Here we have got passed the Banner Application Upgrade task but now the Deploy Extensions task is behind schedule which has caused the overall status to be behind.
As this was our first attempt at using JIRA to track the implementation plan and display it to our community the project manager managed these tasks rather than the actual worker. Though despite this being our first attempt it was appreciated by the executives as they could check on their phones about the overall progress in between e-mail notificaitons.
We can add any number of twitter feeds as part of the rotating content. This allows us to cycle through social media information which may be of interest to those walking by the screen.
In the event the twitter feed is too long for the display, it will start to automatically scroll up and down.

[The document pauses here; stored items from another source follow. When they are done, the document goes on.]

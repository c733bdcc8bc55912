use dotenv::dotenv;
use financial_ingest::llm::OllamaClient;
use financial_ingest::{
    DocumentHints, FieldSchema, InMemoryRecordStore, IngestionPipeline, PipelineConfig,
    TrendClassification,
};
use std::error::Error;

const ACME_2022: &str = "ACME CORP\n\
INCOME STATEMENT\n\
For the Year Ended December 31, 2022\n\
--- Page 1 ---\n\
Total Revenue                 $ 3,000,000\n\
Cost of Goods Sold            $ 1,000,000\n\
Gross Profit                  $ 2,000,000\n\
Operating Expenses            $   900,000\n\
Net Income                    $   500,000\n\
BALANCE SHEET\n\
Total Assets                  $ 6,000,000\n\
Total Liabilities             $ 2,500,000\n";

const ACME_2023: &str = "ACME CORP\n\
INCOME STATEMENT\n\
For the Year Ended December 31, 2023\n\
--- Page 1 ---\n\
Total Revenue                 $ 4,000,000\n\
Cost of Goods Sold            $ 1,000,000\n\
Gross Profit                  $ 3,000,000\n\
Operating Expenses            $ 1,100,000\n\
Net Income                    $   700,000\n\
BALANCE SHEET\n\
Total Assets                  $ 7,200,000\n\
Total Liabilities             $ 2,600,000\n";

#[tokio::main]
async fn main() -> Result<(), Box<dyn Error>> {
    dotenv().ok();
    env_logger::init();

    let client = OllamaClient::from_env()?;
    println!(
        "🚀 Using Ollama model '{}' at {}\n",
        client.settings().model,
        client.settings().base_url
    );

    let config = match std::env::var("PIPELINE_CONFIG") {
        Ok(path) => PipelineConfig::from_json_file(path)?,
        Err(_) => PipelineConfig::default(),
    }
    .with_inference_timeout(client.settings().timeout());
    let pipeline = IngestionPipeline::new(client, InMemoryRecordStore::new(), config);
    let schema = FieldSchema::general();
    let hints = DocumentHints {
        company_name: std::env::var("COMPANY_NAME").ok(),
        ..DocumentHints::default()
    };
    let mut company = String::new();

    for (name, text) in [("acme-2022.txt", ACME_2022), ("acme-2023.txt", ACME_2023)] {
        println!("📄 Ingesting {}...", name);
        match pipeline
            .ingest_document(text.as_bytes(), name, &schema, Some(&hints))
            .await
        {
            Ok(validated) => {
                let summary = validated.record.summary(&schema);
                let confidence = validated
                    .record
                    .confidence
                    .map(|c| format!("{:.0}%", c * 100.0))
                    .unwrap_or_else(|| "n/a".to_string());
                println!(
                    "   ✅ {} ({} fields, {:.0}% complete, confidence {})",
                    validated.record.key(),
                    validated.record.values.len(),
                    summary.completeness_score * 100.0,
                    confidence
                );
                company = validated.record.company_name.clone();
                for conflict in &validated.conflicts {
                    println!("   ⚠️  {}", conflict);
                }
            }
            Err(e) => {
                println!("   ❌ {}", e);
                if let Some(violations) = e.violations() {
                    for v in violations {
                        println!("      - {}", v);
                    }
                }
                return Ok(());
            }
        }
    }

    let report = pipeline.compare_latest(&company, &schema).await?;
    println!(
        "\n📊 {} {} -> {}",
        report.comparison.company_name,
        report.comparison.baseline_year(),
        report.comparison.current_year()
    );
    for field in report.comparison.fields.values() {
        let percent = field
            .percent_delta
            .map(|p| format!("{:+.1}%", p * 100.0))
            .unwrap_or_else(|| "n/a".to_string());
        let marker = match field.classification {
            TrendClassification::Improved => "▲",
            TrendClassification::Declined => "▼",
            _ => "•",
        };
        println!(
            "   {} {:<20} {:>8} ({})",
            marker, field.field, percent, field.classification
        );
    }

    println!("\n📝 Summary:\n{}", report.summary);
    Ok(())
}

In December before we break for holiday’s we add to the mix of informational items a YouTube video of Christmas Music with a Fireplace crackling away. This is not up 24/7 but usually for 30 minutes or so as part of the overall rotation. We can also put up other YouTube videos.
One of the early pieces of content we offered in this section was to display an image. We could handle any number of images and would keep track of what image was last shown so that during the next iteration we should show the next image in sequence. If the image was larger than the viewport it would be resized automatically to fit.
The original thought was to use this as an easy way for another area within IST to share information and not have to worry about creating HTML. They could create a poster image of their information and we could display this with minimal effort.
We have used this to give a visual description of the smiley face as well as cheer on the Winnipeg Jets when they were doing well in the 2018 Playoffs.
This option is not used as much anymore, but it is still available.
For most of the Nagios checks we use we are able to produce charts showing the performance of that check over a given time period. Eventually there will be a page that displays detailed service metrics on rotation. The trick is to determine which monitoring events would be of value to show long term performance;
We utilize Cherwell to track Incidents, Service Requests, and Changes. The thought with this display is to show Cherwell performance metrics for the various IST Teams.
We are considering adding a module that will display recent IT system changes as well as upcoming ones. The information displayed will not be overly detailed but would allow an IST person to see if anything has changed recently which may be the cause of the problem they are currently troubleshooting.
We have an Event Calendar (Active Data) that we can use to fetch a list of upcoming important dates. Dates such as University closures, or last day of voluntary withdrawl
Something we want to try and put together is along the lines of a subway train map. A number of our systems communicate with each other in order to fulfill our Business Colleagues needs. We want to be able to highlight some of those bigger systems and display if the communication paths are working appropriately. The data on this screen would be real-time as opposed to historical.
In the crude mockup behind me we can see that SignUM is communicating okay with Banner and VIP however it is having intermittent issues with Active Directory and Serious issues with JUMP.